What We Don’t Say About Teens and Antidepressants
The best thing anyone – patients, doctors and really all people – can do is to raise awareness that antidepressants are serious complex medicines with side effects. Antidepressants aren’t all bad, but they aren’t entirely good either.
Last summer, I was at the doctor’s office for my annual checkup. All was going well when the doctor asked my mom to leave the room, closed the door and explained to me that she was concerned. I had scored low on the mental health survey they had given me. It was likely I had depression.
I was not surprised, I’d been going to therapy for two years at that point and I’d been managing things. My doctor seemed pleased at this news, but then added, “You know, if you ever want a little help with getting those feelings under control I could prescribe you some medicine.”
As it turns out, this is not an uncommon experience. An estimated 1 in 7 Americans were prescribed antidepressants as of 2016, and this number has only risen since. This is a huge and worrying number, however, these statistics don’t quite show the full picture.
Seventy-nine percent of antidepressants are prescribed by primary care physicians. This means millions of patients are being prescribed mood altering drugs by doctors who have no specialty training in psychiatry. Not only do these doctors not have particular expertise in this field, but primary care physicians tend not to spend much time with patients. The average appointment time with a primary care physician lasts around 15 minutes.
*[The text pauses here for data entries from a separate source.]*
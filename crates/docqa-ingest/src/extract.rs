//! Text extraction from uploaded documents.

use std::panic::{self, AssertUnwindSafe};
use std::path::Path;

use tracing::{debug, warn};

use docqa_core::{Error, Result};

/// Upload formats recognised by the ingest pipeline.
#[derive(Debug, Clone, Copy, PartialEq, Eq)]
pub enum FileType {
    Pdf,
    Unsupported,
}

impl FileType {
    /// Detect file type from extension.
    pub fn from_extension(ext: &str) -> Self {
        match ext.to_lowercase().as_str() {
            "pdf" => Self::Pdf,
            _ => Self::Unsupported,
        }
    }

    pub fn from_filename(name: &str) -> Self {
        Path::new(name)
            .extension()
            .and_then(|e| e.to_str())
            .map(Self::from_extension)
            .unwrap_or(Self::Unsupported)
    }
}

/// Extract the full text of a PDF, pages concatenated in document order.
///
/// Fails when the bytes are not a readable PDF or the document has no text
/// layer (e.g. scanned images only).
pub fn extract_pdf_text(bytes: &[u8]) -> Result<String> {
    // The parser can panic on malformed input; report that as a bad document.
    let outcome = panic::catch_unwind(AssertUnwindSafe(|| {
        pdf_extract::extract_text_from_mem(bytes)
    }));

    let text = match outcome {
        Ok(Ok(text)) => text,
        Ok(Err(e)) => return Err(Error::Extraction(format!("unreadable PDF: {}", e))),
        Err(_) => {
            warn!("PDF parser panicked on a {} byte upload", bytes.len());
            return Err(Error::Extraction("malformed PDF".into()));
        }
    };

    if text.trim().is_empty() {
        return Err(Error::Extraction("PDF has no extractable text layer".into()));
    }
    debug!("Extracted {} characters from PDF", text.chars().count());
    Ok(text)
}

/// Read a PDF from disk and extract its text.
pub fn extract_pdf_file(path: &Path) -> Result<String> {
    let bytes = std::fs::read(path)
        .map_err(|e| Error::Extraction(format!("cannot read {}: {}", path.display(), e)))?;
    extract_pdf_text(&bytes)
}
With such short visits, it seems pretty unlikely that a doctor would be able to get a realistic understanding of a patient’s mental state. At least not enough of an understanding to merit a prescription of medicine for such a complex condition as depression.
Both of these factors can lead to the over-prescription of antidepressants, but it’s hard to say exactly how many patients are being affected by this, because depression is a hard thing to quantify. Depression is generally defined as a repeating feeling of sadness, despair and to some degree hopelessness without a definite cause that persists for over two weeks. This is a pretty abstract concept, and it takes a lot of time and expertise to diagnose its existence and severity in a patient in order to best treat it.
So, it’s hard to say for sure how many people in America are being unnecessarily put on antidepressants, because it’s hard to get data on who exactly is depressed and to what degree in the first place. One thing seems pretty clear even without exact statistics. If millions of people are being prescribed antidepressants by primary care doctors with such little knowledge and time, then it’s likely that at least some of those patients probably don’t really need to be on the medicine.
But what’s the issue? Sure, there appears to be some degree of over prescription, but it can’t hurt right? If anything, don’t antidepressants make people feel better? Well not entirely.
Most antidepressants are SSRIs, or selective serotonin reuptake inhibitors. Essentially, they increase the levels of serotonin in the brain which, in most cases, leads to lessening symptoms of depression or anxiety, however, that isn’t all they do.
This fall, at the beginning of the school year I had my worst depressive episode yet. I became almost dysfunctional, and eventually, at the suggestion of my therapist, I visited a psychiatrist and got prescribed 10mg of Prozac every day, the lowest dosage. It has been helpful, I’ve been able to stabilize my mood. I don’t feel so overwhelmed and helpless. I can function again, but I’ve also noticed some other changes, almost a numbness. While I feel a lot less sad, I feel a lot less happy too. I can’t remember the last time I really enjoyed a song, or got genuinely invested in a movie. While I haven’t cried in months, I haven’t felt a lot of joy either.
This numbness I’ve been experiencing is referred to as emotional blunting, where patients’ negative emotions are dampened but so are their positive ones. According to a recent study around 40-60% of patients on SSRIs experience this phenomenon.
For me, taking antidepressants was the right choice. My depression was bad enough that it required some medical intervention, but for the patients prescribed antidepressants carelessly who might not fully require them, this side effect could prove to be worse than their actual symptoms.
I don’t mean to imply that this issue is the doctors’ fault. Primary care physicians are overworked and stretched too thin already. It is unfair to expect them to give a perfect diagnosis on something as complex as mental health each time. Really, the only doctors who should be prescribing antidepressants are physiatrists, but many patients cannot access or afford physiatrists in the United States.
Furthermore, antidepressants are often prescribed to patients with less severe depression who would benefit from more moderate treatments such as therapy but can’t afford it, and end up on SSRIs that might be unnecessarily strong.
So, the issue with antidepressants is merely a symptom of the broader issues in the U.S. healthcare system, but that does not mean that there is nothing anyone can do.
The best thing anyone – patients, doctors and really all people – can do is to raise awareness that antidepressants are serious complex medicines with side effects. Antidepressants aren’t all bad, but they aren’t entirely good either. No medicine is, and it’s dangerous to treat them and prescribe them like they can do no harm.
Antidepressants aren’t a miracle cure, because they aren’t a cure at all. It’s not at all a perfect solution, but the more we take antidepressants seriously, the more informed patients and doctors become, and the better safer choices they can make.